Jessica Lange is Hollywood royalty and one of the greatest working actresses in the last thirty years. A six-time Oscar nominee (she’s won twice, for Best Actress and Best Supporting Actress), Lange has starred in a wide range of movies, from biopics (like Frances and Sweet Dreams), high-profile remakes (The Postman Always Rings Twice and Cape Fear), and emotional comic dramas (Crimes of the Heart, Cousin Bette — hell, even Tootsie would fit in that category). But anyone who saw her first movie (the much-maligned 1976 remake of King Kong) may not have expected much from the actor, and the kids these days probably don’t know about her steady and acclaimed career in the ’80s, either. But thanks to American Horror Story — and her full-on embrace of camp — Jessica Lange managed to revitalize her career in sixth decade.

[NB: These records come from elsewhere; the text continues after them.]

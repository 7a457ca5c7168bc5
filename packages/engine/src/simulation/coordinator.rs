use std::sync::mpsc::{self, Receiver, RecvTimeoutError};
use std::sync::Arc;
use std::time::{Duration, Instant};

use crate::core::error::EngineError;
use crate::core::rng::SimRng;
use crate::core::shared_memory::SharedMemory;
use crate::domain::materials::MaterialId;
use crate::domain::registry::MaterialRegistry;
use crate::persistence::snapshot::{self, SnapshotInfo};
use crate::spatial::chunks::{assign_round_robin, ChunkBitmap, PhaseColor};
use crate::spatial::grid::Grid;

use super::commands;
use super::frame::{prepare_frame, FrameOutput};
use super::protocol::{WorkerCommand, WorkerReply};
use super::worker_thread::{spawn_worker, WorkerHandle};
use super::{PerfStats, PerfTimer, SimulationConfig};

/// How often a blocked phase wait checks for dead workers.
const LIVENESS_POLL: Duration = Duration::from_millis(50);

/// Replies gathered for one phase.
#[derive(Default)]
struct PhaseTally {
    cells_updated: u32,
    particles: Vec<f32>,
}

/// Multi-threaded driver. Owns the worker pool and steps it through each
/// frame's four phases; `advance_frame` returns once all of them finished.
pub struct Coordinator {
    config: SimulationConfig,
    /// The coordinator's own view, for edits and reads between frames.
    grid: Grid,
    registry: Arc<MaterialRegistry>,
    workers: Vec<WorkerHandle>,
    replies: Receiver<WorkerReply>,
    rng: SimRng,
    frame: u64,
    active: Arc<ChunkBitmap>,
    perf: PerfStats,
    /// Set once a worker died or stalled; every later frame fails with it.
    halted: Option<usize>,
    stalled: bool,
}

impl Coordinator {
    /// Allocate shared memory, spawn the workers and hand each its chunks.
    pub fn new(config: SimulationConfig, registry: Arc<MaterialRegistry>) -> Result<Self, EngineError> {
        config.validate()?;
        let shared = Arc::new(SharedMemory::new(config.width, config.height)?);
        let worker_count = config.resolved_workers();
        let assignments = assign_round_robin(shared.layout(), worker_count);

        let (reply_tx, replies) = mpsc::channel();
        let mut workers = Vec::with_capacity(worker_count);
        for (worker_id, assigned_chunks) in assignments.into_iter().enumerate() {
            let handle = spawn_worker(worker_id, reply_tx.clone())?;
            handle.send(WorkerCommand::Init {
                width: config.width,
                height: config.height,
                worker_id,
                assigned_chunks,
                shared: Arc::clone(&shared),
                registry: Arc::clone(&registry),
                config: config.clone(),
            })?;
            workers.push(handle);
        }
        // only workers hold senders now, so a fully dead pool disconnects the channel
        drop(reply_tx);

        log::info!(
            "coordinator {}x{}: {} chunks over {} workers",
            config.width,
            config.height,
            shared.layout().total_chunks(),
            worker_count
        );

        Ok(Self {
            grid: Grid::new(Arc::clone(&shared)),
            active: Arc::new(ChunkBitmap::new(shared.layout().total_chunks())),
            rng: SimRng::seed_from(config.seed),
            frame: 0,
            perf: PerfStats::default(),
            halted: None,
            stalled: false,
            registry,
            workers,
            replies,
            config,
        })
    }

    pub fn width(&self) -> u32 { self.grid.width() }

    pub fn height(&self) -> u32 { self.grid.height() }

    pub fn frame(&self) -> u64 { self.frame }

    pub fn worker_count(&self) -> usize { self.workers.len() }

    pub fn config(&self) -> &SimulationConfig { &self.config }

    pub fn grid(&self) -> &Grid { &self.grid }

    /// Edit access between frames.
    pub fn grid_mut(&mut self) -> &mut Grid { &mut self.grid }

    pub fn shared(&self) -> &Arc<SharedMemory> { self.grid.shared() }

    pub fn registry(&self) -> &Arc<MaterialRegistry> { &self.registry }

    pub fn particle_count(&self) -> u32 { self.grid.particle_count() }

    /// Chunks that were active during the last frame.
    pub fn active_chunks(&self) -> &ChunkBitmap { &self.active }

    pub fn perf_stats(&self) -> &PerfStats { &self.perf }

    pub fn enable_perf_metrics(&mut self, enabled: bool) {
        self.config.enable_perf_metrics = enabled;
        if !enabled {
            self.perf.reset();
        }
    }

    /// Run one frame: prepare, then the four phases in shuffled order.
    pub fn advance_frame(&mut self) -> Result<FrameOutput, EngineError> {
        if let Some(worker_id) = self.halted {
            return Err(EngineError::WorkerDisconnected { worker_id });
        }
        let frame_timer = PerfTimer::start();
        self.frame += 1;

        let prepare_timer = PerfTimer::start();
        let plan = prepare_frame(self.grid.shared(), &mut self.rng, self.frame);
        let prepare_ms = prepare_timer.elapsed_ms();

        let mut out = FrameOutput {
            frame: plan.frame,
            active_chunks: plan.active.count(),
            ..FrameOutput::default()
        };

        let mut phase_ms = [0.0; 4];
        for (i, color) in plan.order.into_iter().enumerate() {
            let frame_start = i == 0;
            let phase_timer = PerfTimer::start();
            for worker in &self.workers {
                let sent = worker.send(WorkerCommand::Phase {
                    color,
                    frame: plan.frame,
                    frame_start,
                    active_snapshot: frame_start.then(|| Arc::clone(&plan.active)),
                    jitter_x: plan.jitter.0,
                    jitter_y: plan.jitter.1,
                });
                if let Err(e) = sent {
                    self.halted = Some(worker.id);
                    return Err(e);
                }
            }

            let tally = self.await_phase(plan.frame, color)?;
            phase_ms[i] = phase_timer.elapsed_ms();
            out.cells_updated += tally.cells_updated;
            out.particles.extend_from_slice(&tally.particles);
        }

        out.particle_count = self.grid.particle_count();
        self.active = plan.active;

        if self.config.enable_perf_metrics {
            self.perf = PerfStats {
                frame_ms: frame_timer.elapsed_ms(),
                prepare_ms,
                phase_ms,
                cells_updated: out.cells_updated,
                active_chunks: out.active_chunks as u32,
                occupied_chunks: plan.occupied as u32,
                particle_count: out.particle_count,
                offgrid_particles: out.offgrid_count() as u32,
            };
            out.perf = Some(self.perf.clone());
        }
        Ok(out)
    }

    /// Block until every worker reported `Done` for `(frame, color)`.
    fn await_phase(&mut self, frame: u64, color: PhaseColor) -> Result<PhaseTally, EngineError> {
        let mut pending = vec![true; self.workers.len()];
        let mut remaining = self.workers.len();
        let mut tally = PhaseTally::default();

        let timeout = self.config.phase_timeout_ms.map(Duration::from_millis);
        let deadline = timeout.map(|t| Instant::now() + t);

        while remaining > 0 {
            let wait = match deadline {
                Some(d) => d.saturating_duration_since(Instant::now()).min(LIVENESS_POLL),
                None => LIVENESS_POLL,
            };
            match self.replies.recv_timeout(wait) {
                Ok(WorkerReply::Done {
                    worker_id,
                    frame: reply_frame,
                    color: reply_color,
                    particle_buffer,
                    cells_updated,
                    ..
                }) => {
                    if reply_frame != frame || reply_color != color || !pending.get(worker_id).copied().unwrap_or(false) {
                        log::debug!(
                            "discarding stale reply from worker {worker_id} (frame {reply_frame} {reply_color:?})"
                        );
                        continue;
                    }
                    pending[worker_id] = false;
                    remaining -= 1;
                    tally.cells_updated += cells_updated;
                    if let Some(buffer) = particle_buffer {
                        tally.particles.extend_from_slice(&buffer);
                    }
                }
                Err(RecvTimeoutError::Timeout) => {
                    if let Some(worker_id) = self.first_dead(&pending) {
                        log::error!("worker {worker_id} died during frame {frame} {color:?}");
                        self.halted = Some(worker_id);
                        return Err(EngineError::WorkerDisconnected { worker_id });
                    }
                    if let (Some(d), Some(timeout)) = (deadline, timeout) {
                        if Instant::now() >= d {
                            let worker_id = pending.iter().position(|&p| p).unwrap_or(0);
                            log::error!(
                                "frame {frame} {color:?}: {remaining} worker(s) silent after {timeout:?}"
                            );
                            self.halted = Some(worker_id);
                            self.stalled = true;
                            return Err(EngineError::WorkerStalled {
                                frame,
                                color,
                                pending: remaining,
                                timeout,
                            });
                        }
                    }
                }
                Err(RecvTimeoutError::Disconnected) => {
                    let worker_id = pending.iter().position(|&p| p).unwrap_or(0);
                    self.halted = Some(worker_id);
                    return Err(EngineError::WorkerDisconnected { worker_id });
                }
            }
        }
        Ok(tally)
    }

    fn first_dead(&self, pending: &[bool]) -> Option<usize> {
        self.workers
            .iter()
            .find(|w| pending[w.id] && w.is_dead())
            .map(|w| w.id)
    }

    /// Put `id` into an empty cell.
    pub fn place(&mut self, x: i32, y: i32, id: MaterialId) -> bool {
        commands::place_cell(&mut self.grid, &self.registry, x, y, id)
    }

    pub fn fill_rect(&mut self, x: i32, y: i32, width: u32, height: u32, id: MaterialId) -> usize {
        commands::fill_rect(&mut self.grid, &self.registry, x, y, width, height, id)
    }

    pub fn fill_circle(&mut self, cx: i32, cy: i32, radius: i32, id: MaterialId) -> usize {
        commands::fill_circle(&mut self.grid, &self.registry, cx, cy, radius, id)
    }

    /// Empty the world and every worker's off-grid pool.
    pub fn clear(&mut self) {
        self.grid.clear();
        self.reset_worker_particles();
    }

    pub fn save_snapshot(&self) -> Vec<u8> {
        snapshot::save_snapshot(&self.grid)
    }

    pub fn load_snapshot(&mut self, data: &[u8]) -> Result<SnapshotInfo, EngineError> {
        let info = snapshot::load_snapshot(&mut self.grid, &self.registry, data)?;
        self.reset_worker_particles();
        Ok(info)
    }

    fn reset_worker_particles(&self) {
        for worker in &self.workers {
            // a dead worker surfaces on the next frame
            let _ = worker.send(WorkerCommand::ResetParticles);
        }
    }

    /// Stop and join every worker.
    pub fn shutdown(mut self) {
        self.stop_workers();
    }

    fn stop_workers(&mut self) {
        for worker in &self.workers {
            let _ = worker.send(WorkerCommand::Shutdown);
        }
        for worker in &mut self.workers {
            let Some(thread) = worker.thread.take() else {
                continue;
            };
            // a stalled worker may never read its Shutdown
            if self.stalled && !thread.is_finished() {
                log::warn!("leaving stalled worker {} detached", worker.id);
                continue;
            }
            if thread.join().is_err() {
                log::error!("worker {} panicked", worker.id);
            }
        }
        if !self.workers.is_empty() {
            log::debug!("coordinator: {} workers stopped", self.workers.len());
        }
        self.workers.clear();
    }
}

impl Drop for Coordinator {
    fn drop(&mut self) {
        self.stop_workers();
    }
}

#[cfg(test)]
mod tests {
    use super::*;
    use crate::domain::materials::{MAT_SAND, MAT_STONE};

    fn coordinator(width: u32, height: u32, workers: usize) -> Coordinator {
        let config = SimulationConfig {
            workers,
            phase_timeout_ms: Some(5_000),
            ..SimulationConfig::with_size(width, height)
        };
        Coordinator::new(config, Arc::new(MaterialRegistry::with_builtins())).unwrap()
    }

    #[test]
    fn spawns_requested_workers_and_shuts_down() {
        let c = coordinator(256, 128, 3);
        assert_eq!(c.worker_count(), 3);
        c.shutdown();
    }

    #[test]
    fn frames_count_up_and_conserve_inert_matter() {
        let mut c = coordinator(256, 256, 4);
        c.fill_rect(0, 250, 256, 6, MAT_STONE);
        c.fill_rect(40, 10, 100, 20, MAT_SAND);
        let before = c.particle_count();
        for expected in 1..=30 {
            let out = c.advance_frame().unwrap();
            assert_eq!(out.frame, expected);
            assert_eq!(out.particle_count, before);
        }
        assert_eq!(c.shared().count_non_empty() as u32, before);
    }

    #[test]
    fn more_workers_than_chunks_still_steps() {
        let mut c = coordinator(64, 64, 4);
        c.place(5, 5, MAT_SAND);
        for _ in 0..5 {
            c.advance_frame().unwrap();
        }
        assert_eq!(c.particle_count(), 1);
    }

    #[test]
    fn invalid_config_is_rejected_before_spawning() {
        let config = SimulationConfig {
            workers: 1000,
            ..SimulationConfig::with_size(64, 64)
        };
        let err = Coordinator::new(config, Arc::new(MaterialRegistry::with_builtins()));
        assert!(matches!(err, Err(EngineError::Config(_))));
    }
}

It’s no secret that it’s difficult to be an actress “of a certain age,” and Lange herself experienced that as she aged. She received her second Oscar for her role as a manic-depressive housewife in 1994’s Blue Sky (a film that was completed in 1991 when she 42). While she managed to get some starring roles in the years that followed Blue Sky‘s release and her Oscar win, they paled in comparison to her string of acclaimed roles in the ’80s. There was the titular character’s wife in the epic Rob Roy, the daughter of a dying Iowan farmer who feuds with her sisters in A Thousand Acres, a scheming French peasant in Cousin Bette, and an overbearing and murderous mother-in-law in Hush. While none were particuarlly successful at the box office or with critics, Lange proved to hold her own in each. In Titus, a polarizing adaptation of Shakespeare’s bloodiest tragedy, Lange shone alongside Anthony Hopkins and Alan Cumming in a particularly experimental and underrated film directed by Julie Taymor.

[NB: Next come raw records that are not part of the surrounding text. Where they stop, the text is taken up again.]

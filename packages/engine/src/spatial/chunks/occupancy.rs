use crate::core::shared_memory::SharedMemory;

#[cfg(feature = "parallel")]
use rayon::prelude::*;

/// Neighbours woken alongside an occupied chunk: itself, the one below, the
/// ones beside and above, and the two diagonals below (falling matter spills there).
const WAKE_OFFSETS: [(i32, i32); 7] = [(0, 0), (0, 1), (-1, 0), (1, 0), (0, -1), (-1, 1), (1, 1)];

fn chunk_is_occupied(mem: &SharedMemory, chunk_idx: usize) -> bool {
    let layout = mem.layout();
    let (cx, cy) = layout.coords_of(chunk_idx);
    let (x0, y0, x1, y1) = layout.cell_bounds(cx, cy);
    let width = mem.width() as usize;
    (y0..y1).any(|y| {
        let row = y as usize * width;
        (x0..x1).any(|x| mem.cell(row + x as usize) != 0)
    })
}

/// Scan every chunk and mark occupied ones (plus spill neighbours) in the
/// active-next-frame bitmap. Returns the number of occupied chunks.
///
/// Run once per frame before the bitmap is snapshotted, so chunks that only
/// hold matter resting after a load or an edit still get an update.
pub fn wake_occupied_chunks(mem: &SharedMemory) -> usize {
    let total = mem.layout().total_chunks();

    // Occupancy scan is read-only, chunks are independent
    #[cfg(feature = "parallel")]
    let occupied: Vec<usize> = (0..total)
        .into_par_iter()
        .filter(|&idx| chunk_is_occupied(mem, idx))
        .collect();

    #[cfg(not(feature = "parallel"))]
    let occupied: Vec<usize> = (0..total)
        .filter(|&idx| chunk_is_occupied(mem, idx))
        .collect();

    let layout = *mem.layout();
    for &idx in &occupied {
        let (cx, cy) = layout.coords_of(idx);
        for (dx, dy) in WAKE_OFFSETS {
            let nx = cx as i32 + dx;
            let ny = cy as i32 + dy;
            if layout.chunk_in_bounds(nx, ny) {
                mem.mark_chunk(layout.chunk_idx_from_coords(nx as u32, ny as u32));
            }
        }
    }
    occupied.len()
}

While she continued to act in film in the early aughts (her biggest film was Tim Burton’s Big Fish, in which she had a supporting role), Lange turned to the stage. She had already played Maggie in a TV version of Cat on a Hot Tin Roof and Blanche in A Streetcar Named Desire on Broadway (opposite Alec Baldwin). She made her West End debut in Eugene O’Neil’s Long Day’s Journey Into Night in 2000, and returned to Broadway in 1995 in another Tennessee Williams play, The Glass Menagerie. It makes sense to view Lange as a quintessential Teneessee Williams character: she balances faux Southern charm (despite being a Minnesota native) with a voracious beauty; she can be as brutal as she is delicate.

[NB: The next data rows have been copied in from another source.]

//! Material Registry - 256-slot id table with flat lookup arrays
//!
//! Built once before the simulation starts and then shared read-only
//! (`Arc<MaterialRegistry>`) by every worker. Hot-path lookups (kind,
//! density, conductivity, flags) are plain indexed arrays.

use std::collections::HashMap;

use serde::{Deserialize, Serialize};

use crate::core::error::EngineError;
use crate::domain::materials::{
    MaterialDescriptor, MaterialFamily, MaterialId, MaterialKind, BUILTIN_MATERIALS,
    DEFAULT_CONDUCTIVITY, MAT_BOUNDARY, MAT_EMPTY, SOLID_DENSITY,
};

const SLOTS: usize = 256;

#[derive(Clone)]
pub struct MaterialRegistry {
    slots: Vec<Option<MaterialDescriptor>>,
    kinds: [MaterialKind; SLOTS],
    families: [MaterialFamily; SLOTS],
    densities: [u8; SLOTS],
    conductivities: [f32; SLOTS],
    colors: [u32; SLOTS],
    colors_abgr: [u32; SLOTS],
    dispersions: [u8; SLOTS],
    flow_rates: [f32; SLOTS],
    gas_flags: [bool; SLOTS],
    sleep_flags: [bool; SLOTS],
    name_to_id: HashMap<String, MaterialId>,
}

impl Default for MaterialRegistry {
    fn default() -> Self {
        Self::empty()
    }
}

impl MaterialRegistry {
    /// Registry with no materials at all.
    pub fn empty() -> Self {
        Self {
            slots: vec![None; SLOTS],
            kinds: [MaterialKind::Empty; SLOTS],
            families: [MaterialFamily::Empty; SLOTS],
            densities: [SOLID_DENSITY; SLOTS],
            conductivities: [DEFAULT_CONDUCTIVITY; SLOTS],
            colors: [0; SLOTS],
            colors_abgr: [0; SLOTS],
            dispersions: [0; SLOTS],
            flow_rates: [0.0; SLOTS],
            gas_flags: [false; SLOTS],
            sleep_flags: [false; SLOTS],
            name_to_id: HashMap::new(),
        }
    }

    /// Registry holding every built-in material.
    pub fn with_builtins() -> Self {
        let mut registry = Self::empty();
        for m in BUILTIN_MATERIALS.iter() {
            registry.register(MaterialDescriptor::from(m));
        }
        registry
    }

    /// Insert `material` at its id. An existing entry is overwritten with a warning.
    pub fn register(&mut self, material: MaterialDescriptor) {
        let idx = material.id as usize;
        if let Some(old) = &self.slots[idx] {
            log::warn!(
                "material id {} already registered as '{}', overwriting with '{}'",
                material.id,
                old.name,
                material.name
            );
            if self.name_to_id.get(&old.name) == Some(&material.id) {
                self.name_to_id.remove(&old.name);
            }
        }

        self.kinds[idx] = material.kind;
        self.families[idx] = material.family();
        self.densities[idx] = material.density;
        self.conductivities[idx] = material.conductivity;
        self.colors[idx] = material.color;
        self.colors_abgr[idx] = to_abgr(material.color);
        self.dispersions[idx] = material.dispersion;
        self.flow_rates[idx] = material.flow_rate;
        self.gas_flags[idx] = material.is_gas;
        self.sleep_flags[idx] = material.can_sleep;
        self.name_to_id.insert(material.name.clone(), material.id);
        self.slots[idx] = Some(material);
    }

    pub fn get(&self, id: MaterialId) -> Option<&MaterialDescriptor> {
        self.slots[id as usize].as_ref()
    }

    pub fn is_registered(&self, id: MaterialId) -> bool {
        self.slots[id as usize].is_some()
    }

    pub fn len(&self) -> usize {
        self.slots.iter().filter(|s| s.is_some()).count()
    }

    pub fn is_empty(&self) -> bool {
        self.len() == 0
    }

    pub fn iter(&self) -> impl Iterator<Item = &MaterialDescriptor> {
        self.slots.iter().flatten()
    }

    pub fn id_by_name(&self, name: &str) -> Option<MaterialId> {
        self.name_to_id.get(name).copied()
    }

    // === Hot-path lookups ===

    #[inline(always)]
    pub fn kind(&self, id: MaterialId) -> MaterialKind {
        self.kinds[id as usize]
    }

    #[inline(always)]
    pub fn family(&self, id: MaterialId) -> MaterialFamily {
        self.families[id as usize]
    }

    #[inline(always)]
    pub fn density(&self, id: MaterialId) -> u8 {
        self.densities[id as usize]
    }

    #[inline(always)]
    pub fn conductivity(&self, id: MaterialId) -> f32 {
        self.conductivities[id as usize]
    }

    #[inline(always)]
    pub fn color(&self, id: MaterialId) -> u32 {
        self.colors[id as usize]
    }

    /// 0xAABBGGRR, ready for little-endian RGBA pixel writes.
    #[inline(always)]
    pub fn color_abgr(&self, id: MaterialId) -> u32 {
        self.colors_abgr[id as usize]
    }

    #[inline(always)]
    pub fn dispersion(&self, id: MaterialId) -> u8 {
        self.dispersions[id as usize]
    }

    #[inline(always)]
    pub fn flow_rate(&self, id: MaterialId) -> f32 {
        self.flow_rates[id as usize]
    }

    #[inline(always)]
    pub fn is_gas(&self, id: MaterialId) -> bool {
        self.gas_flags[id as usize]
    }

    #[inline(always)]
    pub fn can_sleep(&self, id: MaterialId) -> bool {
        self.sleep_flags[id as usize]
    }

    #[inline(always)]
    pub fn is_liquid(&self, id: MaterialId) -> bool {
        self.families[id as usize] == MaterialFamily::Liquid
    }

    /// Fluids are what liquids and sinking powders may displace.
    #[inline(always)]
    pub fn is_fluid(&self, id: MaterialId) -> bool {
        self.is_liquid(id) || self.gas_flags[id as usize]
    }

    /// Powder and liquid cells, the ones a shockwave can throw.
    #[inline(always)]
    pub fn is_movable(&self, id: MaterialId) -> bool {
        matches!(
            self.families[id as usize],
            MaterialFamily::Powder | MaterialFamily::Liquid
        )
    }

    // === Bundles ===

    /// Build a registry from a JSON material bundle.
    ///
    /// Entries start from the built-in constants of their `kind` and override
    /// any field they name. With `includeBuiltins` (default) the built-ins are
    /// registered first, so entries can also replace them.
    pub fn from_bundle_json(json: &str) -> Result<Self, EngineError> {
        let bundle: BundleRoot = serde_json::from_str(json)?;
        Self::from_bundle(bundle)
    }

    fn from_bundle(bundle: BundleRoot) -> Result<Self, EngineError> {
        if bundle.format_version > BUNDLE_FORMAT_VERSION {
            return Err(EngineError::Bundle(format!(
                "unsupported bundle formatVersion {} (max {})",
                bundle.format_version, BUNDLE_FORMAT_VERSION
            )));
        }

        let mut registry = if bundle.include_builtins {
            Self::with_builtins()
        } else {
            Self::empty()
        };
        if !registry.is_registered(MAT_EMPTY) {
            registry.register(MaterialDescriptor::from(&BUILTIN_MATERIALS[0]));
        }

        for entry in bundle.materials.into_iter() {
            let material = entry.into_descriptor()?;
            registry.register(material);
        }

        log::debug!("material bundle loaded: {} materials", registry.len());
        Ok(registry)
    }

    /// Serialized list of registered materials, for UIs and tooling.
    pub fn manifest_json(&self) -> Result<String, EngineError> {
        let manifest = Manifest {
            format_version: BUNDLE_FORMAT_VERSION,
            materials: self.iter().collect(),
        };
        Ok(serde_json::to_string(&manifest)?)
    }
}

fn to_abgr(rgb: u32) -> u32 {
    let r = (rgb >> 16) & 0xFF;
    let g = (rgb >> 8) & 0xFF;
    let b = rgb & 0xFF;
    (0xFF << 24) | (b << 16) | (g << 8) | r
}

const BUNDLE_FORMAT_VERSION: u32 = 1;

#[derive(Deserialize)]
#[serde(rename_all = "camelCase")]
struct BundleRoot {
    #[serde(default = "default_format_version")]
    format_version: u32,
    #[serde(default = "default_true")]
    include_builtins: bool,
    #[serde(default)]
    materials: Vec<BundleMaterial>,
}

fn default_format_version() -> u32 {
    BUNDLE_FORMAT_VERSION
}

fn default_true() -> bool {
    true
}

#[derive(Deserialize)]
#[serde(rename_all = "camelCase", deny_unknown_fields)]
struct BundleMaterial {
    id: u16,
    name: String,
    kind: MaterialKind,
    color: Option<u32>,
    density: Option<u8>,
    conductivity: Option<f32>,
    dispersion: Option<u8>,
    flow_rate: Option<f32>,
    is_gas: Option<bool>,
    can_sleep: Option<bool>,
}

impl BundleMaterial {
    fn into_descriptor(self) -> Result<MaterialDescriptor, EngineError> {
        if self.id >= MAT_BOUNDARY as u16 {
            return Err(EngineError::Bundle(format!(
                "material '{}' uses reserved or out-of-range id {}",
                self.name, self.id
            )));
        }
        let id = self.id as MaterialId;
        if id == MAT_EMPTY && self.kind != MaterialKind::Empty {
            return Err(EngineError::Bundle(format!(
                "id 0 is reserved for empty, got kind {:?}",
                self.kind
            )));
        }
        if self.name.trim().is_empty() {
            return Err(EngineError::Bundle(format!("material id {} has an empty name", id)));
        }
        if let Some(k) = self.conductivity {
            if !(0.0..=1.0).contains(&k) {
                return Err(EngineError::Bundle(format!(
                    "material '{}' conductivity {} outside [0, 1]",
                    self.name, k
                )));
            }
        }
        if let Some(f) = self.flow_rate {
            if !(0.0..=1.0).contains(&f) {
                return Err(EngineError::Bundle(format!(
                    "material '{}' flowRate {} outside [0, 1]",
                    self.name, f
                )));
            }
        }

        let mut m = MaterialDescriptor::from_kind(id, self.name, self.kind);
        if let Some(v) = self.color {
            m.color = v & 0x00FF_FFFF;
        }
        if let Some(v) = self.density {
            m.density = v;
        }
        if let Some(v) = self.conductivity {
            m.conductivity = v;
        }
        if let Some(v) = self.dispersion {
            m.dispersion = v;
        }
        if let Some(v) = self.flow_rate {
            m.flow_rate = v;
        }
        if let Some(v) = self.is_gas {
            m.is_gas = v;
        }
        if let Some(v) = self.can_sleep {
            m.can_sleep = v;
        }
        Ok(m)
    }
}

#[derive(Serialize)]
#[serde(rename_all = "camelCase")]
struct Manifest<'a> {
    format_version: u32,
    materials: Vec<&'a MaterialDescriptor>,
}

Williams’ melodramatic stylings are a perfect fit for Lange, who seems to relish the chance to show off her skills rather than offer a subtle performance. That’s not shade — Lange’s full-throttle style is part of her appeal, which is why she has successfully pivoted in her career in the last decade with her work on television. First, there was the HBO-produced Grey Gardens, a sort-of remake of the classic Maysles Brothers documentary that became a cult classic. Starring alongside Drew Barrymore, Lange won an Emmy for her performance as “Big Edie” Bouvier — the aristocratic aunt of Jacqueline Kennedy who, along with her daughter “Little Edie,” wasted away in her dilapidated East Hampton estate. While Little Edie was somewhat of a gay icon, the HBO film depicted the Beales in their glamorous heyday, allowing audiences to see a visual representation of Edith Beale before she let herself go.

You can see a little bit of that character (and a lot of Tennessee Williams’ Maggie, Blanche, and Amanda) in the role of Constance Langdon, the bitter and aging next-door neighbor in the first iteration of American Horror Story. The role, which won Lange another Emmy, was the actor’s first of four starring roles on Ryan Murphy’s psycho-sexual horror anthology series; she’d later play a terrifying nun, an age-obsessed witch, and a wooden-legged freak show proprietor with a penchant for crooning David Bowie songs. (She won her third Emmy for the show’s third season.)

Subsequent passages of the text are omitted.